Support Questions

Find answers, ask questions, and share your expertise
Announcements
Celebrating as our community reaches 100,000 members! Thank you!

YARN ResourceManager Active/Standby Behavior

avatar
New Contributor

I need help understanding the YARN ResourceManager Active/Standby behavior.

Setup Context:

  • Two nodes are configured to host the YARN ResourceManager service.
  • One node acts as "Active" while the other is "Standby".
  • High Availability is turned off. If the "Active" service is terminated, a fail-over should not occur.

In an attempt to better understand how the YARN ResourceManager functions, I stopped the "Active" service to study the log output. A fail-over did not occur, as expected in my statement above. When starting the "Active" service back up, I found the service relabeled as "Standby". Well over 5 minutes have passed and the service remains labeled as "Standby".

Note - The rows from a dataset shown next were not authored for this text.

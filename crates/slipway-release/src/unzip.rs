//! Zip extraction with a path-traversal guard.

use std::fs::File;
use std::path::{Path, PathBuf};

use crate::prelude::*;

/// Extracts `source` into `destination`, returning the relative paths of
/// the extracted files (directories omitted). Entries whose normalized
/// destination would escape the target directory are rejected.
pub fn extract(source: &Path, destination: &Path) -> SwResult<Vec<PathBuf>> {
	let reader = File::open(source)?;
	let mut archive = zip::ZipArchive::new(reader)
		.map_err(|e| Error::ValidationError(format!("failed to open zip file: {}", e)))?;

	std::fs::create_dir_all(destination)?;

	let mut extracted = Vec::new();
	for index in 0..archive.len() {
		let mut entry = archive
			.by_index(index)
			.map_err(|e| Error::ValidationError(format!("failed to read zip entry: {}", e)))?;

		let Some(relative) = entry.enclosed_name() else {
			return Err(Error::Traversal(entry.name().to_string()));
		};
		let target = destination.join(&relative);

		if entry.is_dir() {
			std::fs::create_dir_all(&target)?;
			continue;
		}

		if let Some(parent) = target.parent() {
			std::fs::create_dir_all(parent)?;
		}
		let mut output = File::create(&target)?;
		std::io::copy(&mut entry, &mut output)?;
		extracted.push(relative);
	}

	Ok(extracted)
}


// vim: ts=4
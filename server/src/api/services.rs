//! Service and command management.
//!
//! Creation forces `status=idle` and enqueues a start command; tombstoning
//! a service enqueues a stop command. Status itself is owned by the
//! supervisor and never writable here.

use axum::{
	extract::{Path, State},
	Json,
};
use rand::distr::Alphanumeric;
use rand::Rng;
use serde::Deserialize;
use serde_json::json;

use slipway_runner::logstore::ServiceLog;
use slipway_types::store::{
	CommandAction, CreateService, RestartPolicy, Service, ServiceCommand, UpdateService,
};

use crate::auth::Auth;
use crate::prelude::*;

#[derive(Debug, Deserialize)]
pub struct CreateServiceRequest {
	pub name: String,
	pub release_id: String,
	#[serde(default)]
	pub restart_policy: Option<String>,
	pub boot_user_email: Option<String>,
	pub boot_user_password: Option<String>,
}

pub async fn list(_auth: Auth, State(app): State<App>) -> SwResult<Json<Vec<Service>>> {
	Ok(Json(app.store.list_services().await?))
}

pub async fn create(
	_auth: Auth,
	State(app): State<App>,
	Json(body): Json<CreateServiceRequest>,
) -> SwResult<Json<Service>> {
	if body.name.is_empty() {
		return Err(Error::ValidationError("name must not be empty".into()));
	}
	app.store.find_release(&body.release_id).await?;

	let restart_policy = RestartPolicy::parse_lenient(body.restart_policy.as_deref().unwrap_or(""));
	let service = app
		.store
		.create_service(CreateService {
			name: &body.name,
			release_id: &body.release_id,
			restart_policy,
			boot_user_email: body.boot_user_email.as_deref(),
			boot_user_password: body.boot_user_password.as_deref(),
		})
		.await?;

	// A freshly created service is started on the next supervisor tick
	app.store.enqueue_command(&service.id, CommandAction::Start).await?;
	Ok(Json(service))
}

pub async fn get(
	_auth: Auth,
	State(app): State<App>,
	Path(id): Path<String>,
) -> SwResult<Json<Service>> {
	Ok(Json(app.store.find_service(&id).await?))
}

#[derive(Debug, Deserialize)]
pub struct UpdateServiceRequest {
	pub name: Option<String>,
	pub restart_policy: Option<String>,
	#[serde(default)]
	pub deleted: bool,
}

pub async fn update(
	_auth: Auth,
	State(app): State<App>,
	Path(id): Path<String>,
	Json(body): Json<UpdateServiceRequest>,
) -> SwResult<Json<Service>> {
	let deleted = body.deleted.then(Timestamp::now);
	let service = app
		.store
		.update_service(
			&id,
			UpdateService {
				name: body.name.as_deref(),
				restart_policy: body
					.restart_policy
					.as_deref()
					.map(RestartPolicy::parse_lenient),
				deleted,
			},
		)
		.await?;

	// Tombstoned services are eventually stopped by the supervisor
	if deleted.is_some() {
		app.store.enqueue_command(&id, CommandAction::Stop).await?;
	}
	Ok(Json(service))
}

#[derive(Debug, Deserialize)]
pub struct CreateCommandRequest {
	pub service_id: String,
	pub action: String,
}

/// Commands always enter the queue as `pending` with a clean slate.
pub async fn create_command(
	_auth: Auth,
	State(app): State<App>,
	Json(body): Json<CreateCommandRequest>,
) -> SwResult<Json<ServiceCommand>> {
	let action = CommandAction::parse(&body.action)?;
	app.store.find_service(&body.service_id).await?;
	Ok(Json(app.store.enqueue_command(&body.service_id, action).await?))
}

pub async fn logs(
	auth: Auth,
	state: State<App>,
	Path(service_id): Path<String>,
) -> SwResult<Json<Vec<ServiceLog>>> {
	logs_limited(auth, state, Path((service_id, 100))).await
}

pub async fn logs_limited(
	_auth: Auth,
	State(app): State<App>,
	Path((service_id, limit)): Path<(String, i64)>,
) -> SwResult<Json<Vec<ServiceLog>>> {
	Ok(Json(app.logs.logs_by_service(&service_id, limit).await?))
}

/// Runs the upstream binary's `superuser upsert` against the service's data
/// directory and returns the generated credentials.
pub async fn upsert_superuser(
	auth: Auth,
	State(app): State<App>,
	Path(service_id): Path<String>,
) -> SwResult<Json<serde_json::Value>> {
	let password: String =
		rand::rng().sample_iter(&Alphanumeric).take(15).map(char::from).collect();

	app.supervisor.upsert_superuser(&service_id, &auth.email, &password).await?;

	Ok(Json(json!({
		"email": auth.email.as_ref(),
		"password": password,
	})))
}

// vim: ts=4
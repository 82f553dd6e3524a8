//! YAML configuration with defaults, minimum clamps and validation.

use serde::Deserialize;
use std::collections::HashMap;
use std::net::IpAddr;
use std::path::{Path, PathBuf};
use std::time::Duration;

use crate::prelude::*;

const MIN_RELEASE_SYNC_INTERVAL: Duration = Duration::from_secs(5 * 60);
const MIN_COMMAND_CHECK_INTERVAL: Duration = Duration::from_secs(10);
const MIN_CERTIFICATE_CHECK_INTERVAL: Duration = Duration::from_secs(60);
const MIN_CERT_REQUEST_PLANNER_INTERVAL: Duration = Duration::from_secs(5 * 60);
const MIN_CERT_REQUEST_EXECUTOR_INTERVAL: Duration = Duration::from_secs(60);
const MIN_CERTIFICATE_TTL: Duration = Duration::from_secs(720 * 3600);

#[derive(Debug, Clone, Default, Deserialize)]
pub struct CertConfig {
	pub provider: Option<String>,
	#[serde(default)]
	pub props: HashMap<String, String>,
}

#[derive(Debug, Clone, Default, Deserialize)]
#[serde(deny_unknown_fields)]
pub struct Configs {
	bind_address: Option<String>,
	listen_address: Option<String>,
	http_port: Option<u16>,
	https: Option<bool>,
	https_port: Option<u16>,
	disable_https_redirect: Option<bool>,
	domain: Option<String>,
	data_dir: Option<String>,
	download_dir: Option<String>,
	certificates_dir: Option<String>,
	accounts_dir: Option<String>,
	#[serde(default, with = "humantime_serde")]
	release_sync_interval: Option<Duration>,
	#[serde(default, with = "humantime_serde")]
	command_check_interval: Option<Duration>,
	#[serde(default, with = "humantime_serde")]
	certificate_check_interval: Option<Duration>,
	#[serde(default, with = "humantime_serde")]
	cert_request_planner_interval: Option<Duration>,
	#[serde(default, with = "humantime_serde")]
	cert_request_executor_interval: Option<Duration>,
	#[serde(default, with = "humantime_serde")]
	min_certificate_ttl: Option<Duration>,
	max_domain_cert_attempts: Option<u32>,
	acme_email: Option<String>,
	#[serde(default)]
	cert: CertConfig,
}

fn clamped(value: Option<Duration>, default: Duration, min: Duration, key: &str) -> Duration {
	let value = value.unwrap_or(default);
	if value < min {
		warn!("configured {} {:?} is below the minimum, clamping to {:?}", key, value, min);
		return min;
	}
	value
}

impl Configs {
	pub fn bind_address(&self) -> &str {
		self.bind_address.as_deref().unwrap_or("127.0.0.1")
	}

	pub fn listen_address(&self) -> &str {
		self.listen_address.as_deref().unwrap_or("0.0.0.0")
	}

	pub fn http_port(&self) -> u16 {
		self.http_port.unwrap_or(7080)
	}

	pub fn is_https_enabled(&self) -> bool {
		self.https.unwrap_or(false)
	}

	pub fn https_port(&self) -> u16 {
		self.https_port.unwrap_or(8443)
	}

	pub fn is_https_redirect_disabled(&self) -> bool {
		self.disable_https_redirect.unwrap_or(false)
	}

	pub fn domain(&self) -> &str {
		self.domain.as_deref().unwrap_or("pb.labenv.test")
	}

	pub fn data_dir(&self) -> PathBuf {
		PathBuf::from(self.data_dir.as_deref().unwrap_or("./data"))
	}

	pub fn download_dir(&self) -> PathBuf {
		PathBuf::from(self.download_dir.as_deref().unwrap_or("./downloads"))
	}

	pub fn certificates_dir(&self) -> PathBuf {
		PathBuf::from(self.certificates_dir.as_deref().unwrap_or("./.certificates"))
	}

	pub fn accounts_dir(&self) -> PathBuf {
		PathBuf::from(self.accounts_dir.as_deref().unwrap_or("./.accounts"))
	}

	pub fn release_sync_interval(&self) -> Duration {
		clamped(
			self.release_sync_interval,
			Duration::from_secs(10 * 60),
			MIN_RELEASE_SYNC_INTERVAL,
			"release_sync_interval",
		)
	}

	pub fn command_check_interval(&self) -> Duration {
		clamped(
			self.command_check_interval,
			MIN_COMMAND_CHECK_INTERVAL,
			MIN_COMMAND_CHECK_INTERVAL,
			"command_check_interval",
		)
	}

	pub fn certificate_check_interval(&self) -> Duration {
		clamped(
			self.certificate_check_interval,
			Duration::from_secs(3600),
			MIN_CERTIFICATE_CHECK_INTERVAL,
			"certificate_check_interval",
		)
	}

	pub fn cert_request_planner_interval(&self) -> Duration {
		clamped(
			self.cert_request_planner_interval,
			MIN_CERT_REQUEST_PLANNER_INTERVAL,
			MIN_CERT_REQUEST_PLANNER_INTERVAL,
			"cert_request_planner_interval",
		)
	}

	pub fn cert_request_executor_interval(&self) -> Duration {
		clamped(
			self.cert_request_executor_interval,
			MIN_CERT_REQUEST_EXECUTOR_INTERVAL,
			MIN_CERT_REQUEST_EXECUTOR_INTERVAL,
			"cert_request_executor_interval",
		)
	}

	pub fn min_certificate_ttl(&self) -> Duration {
		clamped(
			self.min_certificate_ttl,
			MIN_CERTIFICATE_TTL,
			MIN_CERTIFICATE_TTL,
			"min_certificate_ttl",
		)
	}

	pub fn max_domain_cert_attempts(&self) -> u32 {
		self.max_domain_cert_attempts.unwrap_or(3).clamp(1, 5)
	}

	pub fn acme_email(&self) -> String {
		match self.acme_email.as_deref() {
			Some(email) if !email.is_empty() => email.to_string(),
			_ => format!("admin@{}", self.domain()),
		}
	}

	pub fn cert_provider(&self) -> &str {
		self.cert.provider.as_deref().unwrap_or("selfsigned")
	}

	pub fn cert_prop(&self, key: &str) -> Option<&str> {
		self.cert.props.get(key).map(String::as_str)
	}

	fn validate(&self) -> SwResult<()> {
		if self.bind_address().parse::<IpAddr>().is_err() {
			return Err(Error::ConfigError(format!(
				"invalid bind_address: {}",
				self.bind_address()
			)));
		}
		if self.listen_address().parse::<IpAddr>().is_err() {
			return Err(Error::ConfigError(format!(
				"invalid listen_address: {}",
				self.listen_address()
			)));
		}
		if self.http_port() == 0 {
			return Err(Error::ConfigError("invalid http_port: must be 1..65535".into()));
		}
		if self.domain().is_empty() {
			return Err(Error::ConfigError("domain must not be empty".into()));
		}
		slipway_certs::providers::ProviderKind::parse(self.cert_provider())?;
		Ok(())
	}
}

/// Loads the configuration file; a missing path yields the defaults.
/// Invalid configuration is fatal at startup.
pub fn load(path: Option<&Path>) -> SwResult<Configs> {
	let configs = match path {
		None => Configs::default(),
		Some(path) => {
			let raw = std::fs::read_to_string(path).map_err(|err| {
				Error::ConfigError(format!("failed to read config file {:?}: {}", path, err))
			})?;
			parse(&raw)?
		}
	};
	configs.validate()?;
	if let Some(path) = path {
		info!("loaded config file {:?}", path);
	}
	Ok(configs)
}

pub fn parse(raw: &str) -> SwResult<Configs> {
	serde_yaml::from_str(raw)
		.map_err(|err| Error::ConfigError(format!("failed to parse config: {}", err)))
}

/// Example configuration printed by `slipway gen-config`.
pub const EXAMPLE: &str = "\
# Address managed service instances and the management API bind to
bind_address: 127.0.0.1
# Address the public proxy listeners bind to
listen_address: 0.0.0.0
http_port: 7080
https: false
https_port: 8443
disable_https_redirect: false
# Apex domain; services are served at <service-id>.<domain>
domain: pb.labenv.test
data_dir: ./data
download_dir: ./downloads
certificates_dir: ./.certificates
accounts_dir: ./.accounts
release_sync_interval: 10m
command_check_interval: 10s
certificate_check_interval: 1h
cert_request_planner_interval: 5m
cert_request_executor_interval: 1m
min_certificate_ttl: 720h
max_domain_cert_attempts: 3
# Defaults to admin@<domain>
#acme_email: admin@pb.labenv.test
cert:
  # selfsigned, mkcert or cloudflare
  provider: selfsigned
  #props:
  #  auth_token: <cloudflare-api-token>
";

#[cfg(test)]
mod tests {
	use super::*;

	#[test]
	fn defaults_match_the_documented_table() {
		let configs = Configs::default();
		assert_eq!(configs.bind_address(), "127.0.0.1");
		assert_eq!(configs.listen_address(), "0.0.0.0");
		assert_eq!(configs.http_port(), 7080);
		assert!(!configs.is_https_enabled());
		assert_eq!(configs.https_port(), 8443);
		assert_eq!(configs.domain(), "pb.labenv.test");
		assert_eq!(configs.release_sync_interval(), Duration::from_secs(600));
		assert_eq!(configs.command_check_interval(), Duration::from_secs(10));
		assert_eq!(configs.certificate_check_interval(), Duration::from_secs(3600));
		assert_eq!(configs.min_certificate_ttl(), Duration::from_secs(720 * 3600));
		assert_eq!(configs.max_domain_cert_attempts(), 3);
		assert_eq!(configs.acme_email(), "admin@pb.labenv.test");
		assert_eq!(configs.cert_provider(), "selfsigned");
		assert!(configs.validate().is_ok());
	}

	#[test]
	fn intervals_below_minimum_are_clamped() {
		let configs = parse(
			"release_sync_interval: 1m\ncommand_check_interval: 10ms\nmin_certificate_ttl: 1h\n",
		)
		.unwrap();
		assert_eq!(configs.release_sync_interval(), Duration::from_secs(300));
		assert_eq!(configs.command_check_interval(), Duration::from_secs(10));
		assert_eq!(configs.min_certificate_ttl(), Duration::from_secs(720 * 3600));
	}

	#[test]
	fn attempts_are_clamped_to_range() {
		let configs = parse("max_domain_cert_attempts: 9\n").unwrap();
		assert_eq!(configs.max_domain_cert_attempts(), 5);
		let configs = parse("max_domain_cert_attempts: 0\n").unwrap();
		assert_eq!(configs.max_domain_cert_attempts(), 1);
	}

	#[test]
	fn invalid_bind_address_is_fatal() {
		let configs = parse("bind_address: not-an-ip\n").unwrap();
		assert!(matches!(configs.validate(), Err(Error::ConfigError(_))));
	}

	#[test]
	fn unknown_provider_is_fatal() {
		let configs = parse("cert:\n  provider: letsencrypt\n").unwrap();
		assert!(matches!(configs.validate(), Err(Error::UnsupportedProvider(_))));
	}

	#[test]
	fn example_config_parses_and_validates() {
		let configs = parse(EXAMPLE).unwrap();
		assert!(configs.validate().is_ok());
		assert_eq!(configs.domain(), "pb.labenv.test");
	}

	#[test]
	fn full_yaml_roundtrip() {
		let configs = parse(
			"bind_address: 127.0.0.2
listen_address: 0.0.0.0
https: true
https_port: 443
domain: apps.example.org
acme_email: ops@example.org
cert:
  provider: cloudflare
  props:
    auth_token: cf-token
",
		)
		.unwrap();
		assert!(configs.is_https_enabled());
		assert_eq!(configs.https_port(), 443);
		assert_eq!(configs.acme_email(), "ops@example.org");
		assert_eq!(configs.cert_provider(), "cloudflare");
		assert_eq!(configs.cert_prop("auth_token"), Some("cf-token"));
	}
}

// vim: ts=4
//! Release repository management.

use axum::{
	extract::{Path, State},
	Json,
};
use regex::Regex;
use serde::Deserialize;

use slipway_types::store::{CreateRepository, Release, Repository};

use crate::auth::Auth;
use crate::prelude::*;

pub async fn list(_auth: Auth, State(app): State<App>) -> SwResult<Json<Vec<Repository>>> {
	Ok(Json(app.store.list_active_repositories().await?))
}

#[derive(Debug, Deserialize)]
pub struct CreateRepositoryRequest {
	pub repo: String,
	pub token: Option<String>,
	pub release_file_pattern: String,
	pub exec_file_pattern: String,
	#[serde(default = "default_retention")]
	pub retention: u8,
}

fn default_retention() -> u8 {
	3
}

pub async fn create(
	_auth: Auth,
	State(app): State<App>,
	Json(body): Json<CreateRepositoryRequest>,
) -> SwResult<Json<Repository>> {
	if body.repo.split('/').count() != 2 {
		return Err(Error::ValidationError(format!(
			"repo must be owner/name: {}",
			body.repo
		)));
	}
	for (key, pattern) in [
		("release_file_pattern", &body.release_file_pattern),
		("exec_file_pattern", &body.exec_file_pattern),
	] {
		Regex::new(pattern)
			.map_err(|err| Error::ValidationError(format!("{}: {}", key, err)))?;
	}
	if !(1..=6).contains(&body.retention) {
		return Err(Error::ValidationError("retention must be 1..6".into()));
	}

	Ok(Json(
		app.store
			.create_repository(CreateRepository {
				repo: &body.repo,
				token: body.token.as_deref(),
				release_file_pattern: &body.release_file_pattern,
				exec_file_pattern: &body.exec_file_pattern,
				retention: body.retention,
			})
			.await?,
	))
}

pub async fn releases(
	_auth: Auth,
	State(app): State<App>,
	Path(repository_id): Path<String>,
) -> SwResult<Json<Vec<Release>>> {
	app.store.find_repository(&repository_id).await?;
	Ok(Json(app.store.list_releases(&repository_id).await?))
}

// vim: ts=4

At this point, there are two "Standby" services. Only the original "Active" service shows log activity, as expected. The log activity displays a number of Metrics errors:

  • No live collector to send metrics to. Metrics to be sent will be discarded. This message will be skipped for the next 20 times.
  • Unable to connect to collector, http://null:6188/ws/v1/timeline/metricsThis exceptions will be ignored for next 100 times

Would anyone happen to be familiar with such a situation? I greatly appreciate your time and input.

1 ACCEPTED SOLUTION

avatar

Hi @Anthony Seluk,

When you disable High Availability, automatic failover also gets disabled.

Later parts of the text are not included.